[Work task] Tally the lines in the entries where the string "that" appears, and write only the total.

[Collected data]
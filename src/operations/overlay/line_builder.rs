use slotmap::SecondaryMap;
use tracing::trace;

use super::select::{is_result_of_op, OverlayOp};
use crate::error::Result;
use crate::geometry::{Coordinate, Dimension, LineString, Location};
use crate::topology::{EdgeRole, GeometryLabel, HalfEdgeId, OverlayGraph, OverlayLabel, Side};

/// Selects the edges that enter the result as lines and chains them into
/// line strings.
///
/// An edge is a result line when the result area lies on neither side of
/// it and the operation keeps it on the effective locations of the edge:
/// line and collapse edges count as interior to their input, area
/// boundaries as boundary. Interior collapses and edges bounding only one
/// input's area are never lines. For an intersection, coincident
/// boundaries of areas lying on opposite sides are kept.
pub struct LineBuilder<'a> {
    graph: &'a mut OverlayGraph,
    op: OverlayOp,
    area: [bool; 2],
}

impl<'a> LineBuilder<'a> {
    #[must_use]
    pub fn new(graph: &'a mut OverlayGraph, op: OverlayOp, dims: [Dimension; 2]) -> Self {
        Self {
            graph,
            op,
            area: dims.map(|d| d == Dimension::Area),
        }
    }

    /// Marks the result lines and returns them as line strings.
    ///
    /// Lines are merged through nodes where exactly two result lines meet;
    /// a loop of such nodes becomes a closed line string.
    ///
    /// # Errors
    ///
    /// Returns [`crate::error::TopologyError::EntityNotFound`] for a stale
    /// half-edge.
    pub fn build(mut self) -> Result<Vec<LineString>> {
        self.mark_result_lines()?;
        let lines = self.chain_lines()?;
        trace!(lines = lines.len(), "result lines built");
        Ok(lines)
    }

    fn mark_result_lines(&mut self) -> Result<()> {
        for e in self.graph.half_edge_ids().collect::<Vec<_>>() {
            let he = self.graph.half_edge(e)?;
            if !he.forward {
                continue;
            }
            let sym = he.sym;
            let label = self.graph.label(e)?;
            if self.is_result_line(&label) {
                self.graph.half_edge_mut(e)?.in_result_line = true;
                self.graph.half_edge_mut(sym)?.in_result_line = true;
            }
        }
        Ok(())
    }

    fn is_result_line(&self, label: &OverlayLabel) -> bool {
        if self.has_area_on(label, Side::Right) || self.has_area_on(label, Side::Left) {
            return false;
        }
        let (a, b) = (label.geom(0), label.geom(1));
        if is_interior_collapse(a) || is_interior_collapse(b) {
            return false;
        }
        if label.is_boundary_both() {
            return self.op == OverlayOp::Intersection;
        }
        if (a.is_boundary() && b.role == EdgeRole::NotPart) || (b.is_boundary() && a.role == EdgeRole::NotPart) {
            return false;
        }
        is_result_of_op(self.op, effective_location(a), effective_location(b))
    }

    /// Returns `true` if the result area lies on `side` of the edge.
    fn has_area_on(&self, label: &OverlayLabel, side: Side) -> bool {
        let loc = |geom: usize| {
            if !self.area[geom] {
                return Location::Exterior;
            }
            let g = label.geom(geom);
            let loc = if g.is_boundary() { g.location(side) } else { g.on };
            loc.unwrap_or(Location::Exterior)
        };
        is_result_of_op(self.op, loc(0), loc(1))
    }

    fn chain_lines(&self) -> Result<Vec<LineString>> {
        let mut degree = vec![0usize; self.graph.nodes().len()];
        let mut edges = Vec::new();
        for e in self.graph.half_edge_ids() {
            let he = self.graph.half_edge(e)?;
            if he.in_result_line {
                degree[he.node] += 1;
                edges.push(e);
            }
        }
        let mut visited: SecondaryMap<HalfEdgeId, ()> = SecondaryMap::new();
        let mut lines = Vec::new();
        // Open chains start at nodes that do not continue a line.
        for &e in &edges {
            if !visited.contains_key(e) && degree[self.graph.half_edge(e)?.node] != 2 {
                lines.push(self.walk(e, &degree, &mut visited)?);
            }
        }
        // What is left are closed loops.
        for &e in &edges {
            if !visited.contains_key(e) {
                lines.push(self.walk(e, &degree, &mut visited)?);
            }
        }
        Ok(lines)
    }

    fn walk(
        &self,
        start: HalfEdgeId,
        degree: &[usize],
        visited: &mut SecondaryMap<HalfEdgeId, ()>,
    ) -> Result<LineString> {
        let mut coords: Vec<Coordinate> = vec![self.graph.origin(start)?];
        let mut e = start;
        loop {
            let he = self.graph.half_edge(e)?;
            let sym = he.sym;
            visited.insert(e, ());
            visited.insert(sym, ());
            coords.push(he.dest);
            if degree[self.graph.half_edge(sym)?.node] != 2 {
                break;
            }
            let mut next = None;
            for f in self.graph.rotation(sym)? {
                if f != sym && self.graph.half_edge(f)?.in_result_line {
                    next = Some(f);
                    break;
                }
            }
            match next {
                Some(f) if !visited.contains_key(f) => e = f,
                _ => break,
            }
        }
        Ok(LineString::new(coords))
    }
}

fn is_interior_collapse(g: &GeometryLabel) -> bool {
    g.role == EdgeRole::Collapse && g.on == Some(Location::Interior)
}

fn effective_location(g: &GeometryLabel) -> Location {
    match g.role {
        EdgeRole::Line | EdgeRole::Collapse => Location::Interior,
        EdgeRole::Boundary | EdgeRole::NotPart => g.on.unwrap_or(Location::Exterior),
    }
}
use super::{Coordinate, Geometry, LineString, Location, Polygon};
use crate::math::polygon_2d::{locate_in_ring, RayCrossingCounter};

/// Locates points against geometries.
///
/// Areas use ray crossing with exact boundary detection. Lines follow the
/// mod-2 boundary rule: the endpoints of open lines are boundary, unless an
/// even number of lines end there. A point on the boundary of an even
/// number of components is interior.
#[derive(Debug, Clone, Copy, Default)]
pub struct PointLocator;

impl PointLocator {
    #[must_use]
    pub fn new() -> Self {
        Self
    }

    /// Location of `c` relative to `geometry`.
    #[must_use]
    pub fn locate(&self, c: &Coordinate, geometry: &Geometry) -> Location {
        if geometry.is_empty() || !geometry.envelope().contains_coord(c) {
            return Location::Exterior;
        }
        let mut boundaries = 0usize;
        let mut interior = false;

        for p in geometry.points() {
            if p.equals_2d(c) {
                interior = true;
            }
        }
        for line in geometry.line_strings() {
            match locate_on_line(c, line) {
                Location::Interior => interior = true,
                Location::Boundary => boundaries += 1,
                Location::Exterior => {}
            }
        }
        for poly in geometry.polygons() {
            match locate_in_polygon(c, poly) {
                Location::Interior => interior = true,
                Location::Boundary => boundaries += 1,
                Location::Exterior => {}
            }
        }

        if boundaries % 2 == 1 {
            Location::Boundary
        } else if interior || boundaries > 0 {
            Location::Interior
        } else {
            Location::Exterior
        }
    }

    /// Location of `c` relative to the union of `polygons`.
    ///
    /// Unlike [`locate`](Self::locate), no boundary counting is done: a
    /// point on any polygon boundary is boundary unless some polygon
    /// contains it in its interior.
    #[must_use]
    pub fn locate_in_area(&self, c: &Coordinate, polygons: &[&Polygon]) -> Location {
        let mut on_boundary = false;
        for poly in polygons {
            match locate_in_polygon(c, poly) {
                Location::Interior => return Location::Interior,
                Location::Boundary => on_boundary = true,
                Location::Exterior => {}
            }
        }
        if on_boundary {
            Location::Boundary
        } else {
            Location::Exterior
        }
    }
}

/// Location of `c` relative to a single polygon.
#[must_use]
pub fn locate_in_polygon(c: &Coordinate, poly: &Polygon) -> Location {
    if poly.is_empty() || !poly.envelope().contains_coord(c) {
        return Location::Exterior;
    }
    match locate_ring_coords(c, poly.exterior().coords()) {
        Location::Interior => {}
        other => return other,
    }
    for hole in poly.interiors() {
        match locate_ring_coords(c, hole.coords()) {
            Location::Interior => return Location::Exterior,
            Location::Boundary => return Location::Boundary,
            Location::Exterior => {}
        }
    }
    Location::Interior
}

fn locate_ring_coords(c: &Coordinate, ring: &[Coordinate]) -> Location {
    let p = c.xy();
    let mut counter = RayCrossingCounter::new(p);
    for w in ring.windows(2) {
        counter.count_segment(&w[0].xy(), &w[1].xy());
        if counter.is_on_segment() {
            return Location::Boundary;
        }
    }
    counter.location()
}

fn locate_on_line(c: &Coordinate, line: &LineString) -> Location {
    let coords = line.coords();
    if !line.is_closed() {
        if let (Some(first), Some(last)) = (coords.first(), coords.last()) {
            if c.equals_2d(first) || c.equals_2d(last) {
                return Location::Boundary;
            }
        }
    }
    let p = c.xy();
    let on_line = coords.windows(2).any(|w| {
        let ring = [w[0].xy(), w[1].xy(), w[0].xy()];
        locate_in_ring(&p, &ring) == Location::Boundary
    });
    if on_line || (coords.len() == 1 && coords[0].equals_2d(c)) {
        Location::Interior
    } else {
        Location::Exterior
    }
}

#[cfg(test)]
mod tests {
    use super::*;
    use crate::geometry::{LinearRing, Point};

    fn c(x: f64, y: f64) -> Coordinate {
        Coordinate::new(x, y)
    }

    fn square_with_hole() -> Polygon {
        Polygon::new(
            LinearRing::from_xy(&[(0.0, 0.0), (10.0, 0.0), (10.0, 10.0), (0.0, 10.0)]),
            vec![LinearRing::from_xy(&[(4.0, 4.0), (4.0, 6.0), (6.0, 6.0), (6.0, 4.0)])],
        )
    }

    #[test]
    fn polygon_locations() {
        let g = Geometry::Polygon(square_with_hole());
        let loc = PointLocator::new();
        assert_eq!(loc.locate(&c(1.0, 1.0), &g), Location::Interior);
        assert_eq!(loc.locate(&c(5.0, 5.0), &g), Location::Exterior);
        assert_eq!(loc.locate(&c(4.0, 5.0), &g), Location::Boundary);
        assert_eq!(loc.locate(&c(10.0, 3.0), &g), Location::Boundary);
        assert_eq!(loc.locate(&c(11.0, 3.0), &g), Location::Exterior);
    }

    #[test]
    fn adjacent_polygons_share_interior_boundary() {
        let g = Geometry::MultiPolygon(vec![
            Polygon::rectangle(0.0, 0.0, 1.0, 1.0),
            Polygon::rectangle(1.0, 0.0, 2.0, 1.0),
        ]);
        let loc = PointLocator::new();
        assert_eq!(loc.locate(&c(1.0, 0.5), &g), Location::Interior);
        let polys = g.polygons();
        assert_eq!(loc.locate_in_area(&c(1.0, 0.5), &polys), Location::Boundary);
    }

    #[test]
    fn line_boundary_rule() {
        let open = Geometry::LineString(LineString::from_xy(&[(0.0, 0.0), (2.0, 0.0), (2.0, 2.0)]));
        let loc = PointLocator::new();
        assert_eq!(loc.locate(&c(0.0, 0.0), &open), Location::Boundary);
        assert_eq!(loc.locate(&c(1.0, 0.0), &open), Location::Interior);
        assert_eq!(loc.locate(&c(2.0, 0.0), &open), Location::Interior);
        assert_eq!(loc.locate(&c(1.0, 1.0), &open), Location::Exterior);

        // Two lines ending at the same point: even count, so interior.
        let joined = Geometry::MultiLineString(vec![
            LineString::from_xy(&[(0.0, 0.0), (1.0, 0.0)]),
            LineString::from_xy(&[(1.0, 0.0), (2.0, 0.0)]),
        ]);
        assert_eq!(loc.locate(&c(1.0, 0.0), &joined), Location::Interior);

        let closed =
            Geometry::LineString(LineString::from_xy(&[(0.0, 0.0), (1.0, 0.0), (1.0, 1.0), (0.0, 0.0)]));
        assert_eq!(loc.locate(&c(0.0, 0.0), &closed), Location::Interior);
    }

    #[test]
    fn points_are_interior_when_equal() {
        let g = Geometry::MultiPoint(vec![Point::new(1.0, 1.0), Point::new(2.0, 2.0)]);
        let loc = PointLocator::new();
        assert_eq!(loc.locate(&c(2.0, 2.0), &g), Location::Interior);
        assert_eq!(loc.locate(&c(1.5, 1.5), &g), Location::Exterior);
    }
}
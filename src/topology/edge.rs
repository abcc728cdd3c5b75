use std::cmp::Ordering;
use std::collections::HashMap;

use super::label::{GeometryLabel, OverlayLabel};
use crate::error::{GeometryError, Result};
use crate::geometry::{CoordKey, Coordinate, Dimension};
use crate::noding::{EdgeSource, SegmentString};

/// A noded segment carrying the merged classification of every input
/// segment that coincides with it.
#[derive(Debug, Clone, PartialEq)]
pub struct Edge {
    pub orig: Coordinate,
    pub dest: Coordinate,
    pub label: OverlayLabel,
}

/// What one input geometry contributed to a merged edge.
#[derive(Debug, Clone, Copy, Default)]
struct Contribution {
    line: bool,
    /// Sum of depth deltas, relative to the merged edge's direction.
    depth_delta: i32,
    /// Some contributing ring was a shell.
    shell: bool,
}

/// Merges coincident noded segments into single edges.
///
/// Segments are matched by exact endpoint coordinates regardless of
/// direction. Contributions of different inputs are combined into one
/// label; contributions of the same input sum their depth deltas, and a
/// zero sum marks the edge as a collapse.
#[derive(Debug, Default)]
pub struct EdgeMerger {
    edges: Vec<(Coordinate, Coordinate, [Option<Contribution>; 2])>,
    index: HashMap<(CoordKey, CoordKey), usize>,
}

impl EdgeMerger {
    #[must_use]
    pub fn new() -> Self {
        Self::default()
    }

    /// Adds every segment of the noded strings.
    ///
    /// # Errors
    ///
    /// Returns [`GeometryError::ZeroLengthSegment`] for a segment whose
    /// endpoints are equal.
    pub fn add_strings(&mut self, strings: &[SegmentString]) -> Result<()> {
        for s in strings {
            let source = s.source();
            for w in s.coords().windows(2) {
                self.add(w[0], w[1], &source)?;
            }
        }
        Ok(())
    }

    /// Adds one segment.
    ///
    /// # Errors
    ///
    /// Returns [`GeometryError::ZeroLengthSegment`] if `a` equals `b`.
    pub fn add(&mut self, a: Coordinate, b: Coordinate, source: &EdgeSource) -> Result<()> {
        let (orig, dest, sign) = match a.compare_2d(&b) {
            Ordering::Less => (a, b, 1),
            Ordering::Greater => (b, a, -1),
            Ordering::Equal => {
                return Err(GeometryError::ZeroLengthSegment { x: a.x, y: a.y }.into());
            }
        };
        let key = (orig.key(), dest.key());
        let slot = match self.index.get(&key) {
            Some(&i) => i,
            None => {
                self.edges.push((orig, dest, [None, None]));
                self.index.insert(key, self.edges.len() - 1);
                self.edges.len() - 1
            }
        };
        let c = self.edges[slot].2[source.geom_index].get_or_insert_with(Contribution::default);
        match source.dimension {
            Dimension::Area => {
                c.depth_delta += sign * source.depth_delta;
                c.shell |= !source.is_hole;
            }
            Dimension::Line | Dimension::Point => c.line = true,
        }
        Ok(())
    }

    /// Number of distinct edges so far.
    #[must_use]
    pub fn len(&self) -> usize {
        self.edges.len()
    }

    #[must_use]
    pub fn is_empty(&self) -> bool {
        self.edges.is_empty()
    }

    /// Returns the merged edges in first-seen order.
    #[must_use]
    pub fn into_edges(self) -> Vec<Edge> {
        self.edges
            .into_iter()
            .map(|(orig, dest, parts)| Edge {
                orig,
                dest,
                label: OverlayLabel::new(geometry_label(parts[0]), geometry_label(parts[1])),
            })
            .collect()
    }
}

fn geometry_label(part: Option<Contribution>) -> GeometryLabel {
    match part {
        None => GeometryLabel::default(),
        Some(c) if c.line => GeometryLabel::line(),
        Some(c) if c.depth_delta == 0 => GeometryLabel::collapse(!c.shell),
        Some(c) => GeometryLabel::boundary(c.depth_delta, !c.shell),
    }
}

[Answer to the exercise] 3